In the short term, the lack of supply is likely to increase rents significantly as the economy recovers. For developers to meet the continued demand from, in particular, Gen Yers, we recognize the need to restore the flow of debt and equity. While the way forward for the overall economy is still unclear, NAHB Multifamily is clear as to our goal: to ensure the multifamily sector emerges from the recession with the strength to take on a larger role in the new housing economy. NAHB is focused on the following four high-priority issues.

1. Avert a Change in the Tax Rate on Carried Interest. For the past three years, NAHB has successfully averted Congressional attempts to tax as ordinary income the carried interest generated by many real estate development partnerships—payments that compensate a managing partner for taking on the risks of development. That change would increase taxes on carried interest from the current 15 percent, which treats the interest as a capital gain, to at least 35 percent.

This idea resurfaces whenever Congress looks for ways to pay for both housing and non-housing measures and has recently been proposed as a revenue offset for legislation in the House of Representatives aimed at extending expiring tax measures. NAHB is working with our industry partners to persuade Congress that this change would have negative consequences for the multifamily sector.

2. Keep FHA Programs Alive. When the availability of traditional financing slowed to a trickle, HUD's Federal Housing Administration (FHA) multifamily mortgage insurance programs—Section 221(d)(4) for new construction and rehab and Section 223(f ) for acquisition, refi- nancing, and moderate rehab—skyrocketed in popularity. Once a relatively small slice of the multifamily market, loans insured under those programs now represent a significant portion of the multifamily units financed this past year.
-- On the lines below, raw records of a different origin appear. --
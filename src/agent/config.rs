//! Agent configuration

use std::path::Path;

use serde::{Deserialize, Serialize};

use crate::{
    Result,
    error::Error,
    geometry::{Arena, MAX_BULLET_POWER, MIN_BULLET_POWER},
    q_learning::TdParams,
};

/// When the TD back-up runs.
#[derive(Debug, Clone, Copy, PartialEq, Eq, Default, Serialize, Deserialize)]
#[serde(rename_all = "snake_case")]
pub enum BackupTrigger {
    /// Wait in `AwaitReward` and back up on the first reward event
    #[default]
    OnReward,
    /// Accumulate rewards and back up at the next selection
    OnNextDecision,
}

/// How the gun is pointed when firing.
#[derive(Debug, Clone, Copy, PartialEq, Eq, Default, Serialize, Deserialize)]
#[serde(rename_all = "snake_case")]
pub enum AimMode {
    /// Straight at the opponent's current position
    #[default]
    HeadOn,
    /// Closed-form linear intercept
    Linear,
    /// Secant-method intercept
    Iterative,
}

/// Configuration for a control loop.
///
/// # Examples
///
/// ```
/// use arena_rl::agent::{AgentConfig, BackupTrigger};
///
/// let config = AgentConfig::default()
///     .with_epsilon(0.1)
///     .with_seed(42)
///     .with_backup_trigger(BackupTrigger::OnNextDecision);
/// assert!(config.validate().is_ok());
/// ```
#[derive(Debug, Clone, PartialEq, Serialize, Deserialize)]
#[serde(default)]
pub struct AgentConfig {
    /// Learning rate α
    pub alpha: f64,
    /// Discount factor γ
    pub gamma: f64,
    /// Exploration probability
    pub epsilon: f64,
    /// Bootstrap from the taken action instead of the greedy one
    pub on_policy: bool,
    /// Whether back-ups write to the value function
    pub learning: bool,
    pub backup_trigger: BackupTrigger,
    /// Zero every non-terminal reward
    pub terminal_reward_only: bool,
    /// Multiplier applied to every reward
    pub reward_scale: f64,
    /// Random seed for reproducibility
    pub seed: Option<u64>,
    pub arena: Arena,
    /// Distance driven by one movement action
    pub step_distance: f64,
    /// Distance from a wall at which cardinal moves are smoothed
    pub wall_buffer: f64,
    pub gun_power: f64,
    pub aim_mode: AimMode,
    /// Rounds per statistics window
    pub sample_window: usize,
}

impl Default for AgentConfig {
    fn default() -> Self {
        Self {
            alpha: 0.7,
            gamma: 0.9,
            epsilon: 0.25,
            on_policy: false,
            learning: true,
            backup_trigger: BackupTrigger::default(),
            terminal_reward_only: false,
            reward_scale: 1.0,
            seed: None,
            arena: Arena::default(),
            step_distance: 100.0,
            wall_buffer: 150.0,
            gun_power: 2.0,
            aim_mode: AimMode::default(),
            sample_window: 500,
        }
    }
}

impl AgentConfig {
    /// Defaults for the wave-surfing agent: scaled rewards, lighter bullets.
    pub fn surf() -> Self {
        Self {
            reward_scale: 0.005,
            gun_power: 1.9,
            ..Self::default()
        }
    }

    pub fn with_alpha(mut self, alpha: f64) -> Self {
        self.alpha = alpha;
        self
    }

    pub fn with_gamma(mut self, gamma: f64) -> Self {
        self.gamma = gamma;
        self
    }

    pub fn with_epsilon(mut self, epsilon: f64) -> Self {
        self.epsilon = epsilon;
        self
    }

    pub fn with_on_policy(mut self, on_policy: bool) -> Self {
        self.on_policy = on_policy;
        self
    }

    pub fn with_learning(mut self, learning: bool) -> Self {
        self.learning = learning;
        self
    }

    pub fn with_backup_trigger(mut self, trigger: BackupTrigger) -> Self {
        self.backup_trigger = trigger;
        self
    }

    pub fn with_terminal_reward_only(mut self, terminal_only: bool) -> Self {
        self.terminal_reward_only = terminal_only;
        self
    }

    pub fn with_reward_scale(mut self, scale: f64) -> Self {
        self.reward_scale = scale;
        self
    }

    /// Set the random seed for deterministic behavior.
    pub fn with_seed(mut self, seed: u64) -> Self {
        self.seed = Some(seed);
        self
    }

    pub fn with_arena(mut self, arena: Arena) -> Self {
        self.arena = arena;
        self
    }

    pub fn with_step_distance(mut self, distance: f64) -> Self {
        self.step_distance = distance;
        self
    }

    pub fn with_wall_buffer(mut self, buffer: f64) -> Self {
        self.wall_buffer = buffer;
        self
    }

    pub fn with_gun_power(mut self, power: f64) -> Self {
        self.gun_power = power;
        self
    }

    pub fn with_aim_mode(mut self, mode: AimMode) -> Self {
        self.aim_mode = mode;
        self
    }

    pub fn with_sample_window(mut self, rounds: usize) -> Self {
        self.sample_window = rounds;
        self
    }

    pub fn td_params(&self) -> TdParams {
        TdParams {
            alpha: self.alpha,
            gamma: self.gamma,
        }
    }

    pub fn validate(&self) -> Result<()> {
        self.td_params().validate()?;
        if !(0.0..=1.0).contains(&self.epsilon) {
            return Err(Error::invalid_config(format!(
                "epsilon must be in [0, 1], got {}",
                self.epsilon
            )));
        }
        if !self.reward_scale.is_finite() {
            return Err(Error::invalid_config("reward scale must be finite"));
        }
        if !(self.arena.width > 0.0 && self.arena.height > 0.0) {
            return Err(Error::invalid_config(format!(
                "arena must have positive size, got {} x {}",
                self.arena.width, self.arena.height
            )));
        }
        if !(MIN_BULLET_POWER..=MAX_BULLET_POWER).contains(&self.gun_power) {
            return Err(Error::invalid_config(format!(
                "gun power must be in [{MIN_BULLET_POWER}, {MAX_BULLET_POWER}], got {}",
                self.gun_power
            )));
        }
        if !(self.step_distance.is_finite() && self.step_distance > 0.0) {
            return Err(Error::invalid_config("step distance must be positive"));
        }
        if self.wall_buffer < 0.0 {
            return Err(Error::invalid_config("wall buffer must not be negative"));
        }
        if self.sample_window == 0 {
            return Err(Error::invalid_config("sample window must hold at least one round"));
        }
        Ok(())
    }

    /// Read a JSON configuration file; missing fields take their defaults.
    pub fn from_json_file<P: AsRef<Path>>(path: P) -> Result<Self> {
        let text = std::fs::read_to_string(path.as_ref()).map_err(|source| Error::Io {
            operation: format!("read config {:?}", path.as_ref()),
            source,
        })?;
        let config: Self = serde_json::from_str(&text)?;
        config.validate()?;
        Ok(config)
    }
}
That increased activity brought with it a somewhat elevated level of defaults in the agency's multifamily portfolio. FHA now is concerned that its credit risk management standards and approval processing may not appropriately reflect current conditions and is considering significant changes to those two programs' underwriting standards. NAHB is meeting with the FHA commissioner and his staff to provide guidance concerning the impact of such changes on developers and their ability to provide housing.

3. Ensure Access to Affordable Housing Development Capital. Last year, NAHB successfully lobbied for additional federal stimulus funding for affordable housing production via the Tax Credit Assistance Program. An equally effective lobbying effort led to the enactment of the Tax Credit Exchange Program, which allows states to provide developers with equity investment in exchange for low-income housing tax credits already awarded. Both programs were part of the economic stimulus bill that passed in February 2009. NAHB currently is working to encourage lawmakers to extend the Tax Credit Exchange Program an additional year, which will help finance much-needed affordable rental housing.

4. Safeguard the GSEs' Future. Government-sponsored entities (GSEs) Fannie Mae and Freddie Mac are a vital part of the multifamily market, with lending programs that have become increasingly important to the sector's developers. But their future is uncertain. Lawmakers and others have recommended that the GSEs be reformed, or even scrapped and replaced.

NAHB continues to support the GSEs' mission to provide mortgage market liquidity in a safe and sound manner—a mission directed at a broad range of housing needs for the benefit of people at all income levels. As Congress discusses this issue and serious reform initiatives emerge in the coming year, NAHB will be front-and-center in the effort to preserve the best aspects of the GSEs.

Sharon Dworkin Bell is senior vice president of multifamily and 50+ housing at the National Association of Home Builders in Washington, D.C.